What is needed: From the entries that follow, copy each line in which "PostgreSQL" appears.

[Collected data]
---+---
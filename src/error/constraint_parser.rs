use regex::Regex;
use std::sync::OnceLock;

/// Utility for parsing PostgreSQL constraint violation messages.
pub struct ConstraintParser;

/// Which side of a foreign key a violating statement was on.
#[derive(Debug, Clone, PartialEq, Eq)]
pub enum ForeignKeyViolation {
    /// A row references a parent that does not exist
    /// (`insert or update on table ...`).
    MissingReference {
        table: String,
        field: String,
        value: String,
    },
    /// A parent row is still referenced by child rows
    /// (`update or delete on table ...`).
    StillReferenced {
        table: String,
        referenced_by: Option<String>,
    },
}

struct RegexPatterns {
    key_value: Regex,
    column_name: Regex,
    first_table: Regex,
    referencing_table: Regex,
}

impl RegexPatterns {
    fn new() -> Option<Self> {
        Some(Self {
            // "Key (field)=(value)" from the DETAIL line
            key_value: Regex::new(r"Key \(([^)]+)\)=\(([^)]*)\)").ok()?,
            column_name: Regex::new(r#"column "([^"]+)""#).ok()?,
            first_table: Regex::new(r#"on table "([^"]+)""#).ok()?,
            referencing_table: Regex::new(r#"referenced from table "([^"]+)""#).ok()?,
        })
    }
}

static REGEX_PATTERNS: OnceLock<Option<RegexPatterns>> = OnceLock::new();

impl ConstraintParser {
    fn patterns() -> Option<&'static RegexPatterns> {
        REGEX_PATTERNS.get_or_init(RegexPatterns::new).as_ref()
    }

    /// Classifies a foreign key violation.
    ///
    /// `message` should contain both the primary message and the DETAIL
    /// line when the driver exposes them separately.
    pub fn parse_foreign_key_violation(
        message: &str,
        constraint_name: Option<&str>,
    ) -> Option<ForeignKeyViolation> {
        let patterns = Self::patterns()?;
        let table = patterns
            .first_table
            .captures(message)
            .map(|caps| caps[1].to_string());

        if message.starts_with("update or delete on table") {
            let referenced_by = patterns
                .referencing_table
                .captures(message)
                .map(|caps| caps[1].to_string());
            return Some(ForeignKeyViolation::StillReferenced {
                table: table?,
                referenced_by,
            });
        }

        let (field, value) = match Self::extract_key_value_from_message(message) {
            Some(pair) => pair,
            None => {
                let (_, field) = Self::parse_constraint_name(constraint_name?)?;
                (field, "unknown".to_string())
            }
        };

        Some(ForeignKeyViolation::MissingReference {
            table: table.unwrap_or_else(|| "resource".to_string()),
            field,
            value,
        })
    }

    /// Extracts the column from a not-null violation message.
    pub fn parse_not_null_violation(message: &str) -> Option<String> {
        Self::patterns()?
            .column_name
            .captures(message)
            .map(|caps| caps[1].to_string())
    }

    /// Extracts `(field, value)` from a unique violation, falling back to
    /// the constraint name for the field.
    pub fn parse_unique_violation(
        message: &str,
        constraint_name: Option<&str>,
    ) -> Option<(String, String)> {
        if let Some(pair) = Self::extract_key_value_from_message(message) {
            return Some(pair);
        }
        let (_, field) = Self::parse_constraint_name(constraint_name?)?;
        Some((field, "duplicate_value".to_string()))
    }

    /// Extracts the "Key (field)=(value)" pair.
    pub fn extract_key_value_from_message(message: &str) -> Option<(String, String)> {
        Self::patterns()?
            .key_value
            .captures(message)
            .map(|caps| (caps[1].to_string(), caps[2].to_string()))
    }

    /// Splits a PostgreSQL-generated constraint name such as
    /// `products_category_id_fkey` into `(table, column)`.
    ///
    /// The table is assumed to be the leading segment, which holds for every
    /// table this service owns.
    pub fn parse_constraint_name(constraint: &str) -> Option<(String, String)> {
        let stem = ["_fkey", "_key", "_check", "_not_null"]
            .iter()
            .find_map(|suffix| constraint.strip_suffix(suffix))?;
        let (table, column) = stem.split_once('_')?;
        if table.is_empty() || column.is_empty() {
            return None;
        }
        Some((table.to_string(), column.to_string()))
    }
}

#[cfg(test)]
mod tests {
    use super::*;

    const INSERT_FK: &str = "insert or update on table \"products\" violates foreign key constraint \"products_category_id_fkey\"\nDETAIL: Key (category_id)=(999) is not present in table \"categories\".";
    const DELETE_FK: &str = "update or delete on table \"categories\" violates foreign key constraint \"products_category_id_fkey\" on table \"products\"\nDETAIL: Key (id)=(1) is still referenced from table \"products\".";

    #[test]
    fn test_missing_reference() {
        let result =
            ConstraintParser::parse_foreign_key_violation(INSERT_FK, Some("products_category_id_fkey"));
        assert_eq!(
            result,
            Some(ForeignKeyViolation::MissingReference {
                table: "products".to_string(),
                field: "category_id".to_string(),
                value: "999".to_string(),
            })
        );
    }

    #[test]
    fn test_still_referenced() {
        let result =
            ConstraintParser::parse_foreign_key_violation(DELETE_FK, Some("products_category_id_fkey"));
        assert_eq!(
            result,
            Some(ForeignKeyViolation::StillReferenced {
                table: "categories".to_string(),
                referenced_by: Some("products".to_string()),
            })
        );
    }

    #[test]
    fn test_missing_reference_without_detail_uses_constraint_name() {
        let message = "insert or update on table \"products\" violates foreign key constraint \"products_category_id_fkey\"";
        match ConstraintParser::parse_foreign_key_violation(message, Some("products_category_id_fkey")) {
            Some(ForeignKeyViolation::MissingReference { field, value, .. }) => {
                assert_eq!(field, "category_id");
                assert_eq!(value, "unknown");
            }
            other => panic!("Expected MissingReference, got {:?}", other),
        }
    }

    #[test]
    fn test_parse_constraint_name() {
        assert_eq!(
            ConstraintParser::parse_constraint_name("products_category_id_fkey"),
            Some(("products".to_string(), "category_id".to_string()))
        );
        assert_eq!(
            ConstraintParser::parse_constraint_name("users_email_key"),
            Some(("users".to_string(), "email".to_string()))
        );
        assert_eq!(ConstraintParser::parse_constraint_name("pkey"), None);
    }

    #[test]
    fn test_not_null_column() {
        let message = "null value in column \"name\" of relation \"categories\" violates not-null constraint";
        assert_eq!(
            ConstraintParser::parse_not_null_violation(message),
            Some("name".to_string())
        );
    }
}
---+---
Task response:
/// Utility for parsing PostgreSQL constraint violation messages.
    /// Splits a PostgreSQL-generated constraint name such as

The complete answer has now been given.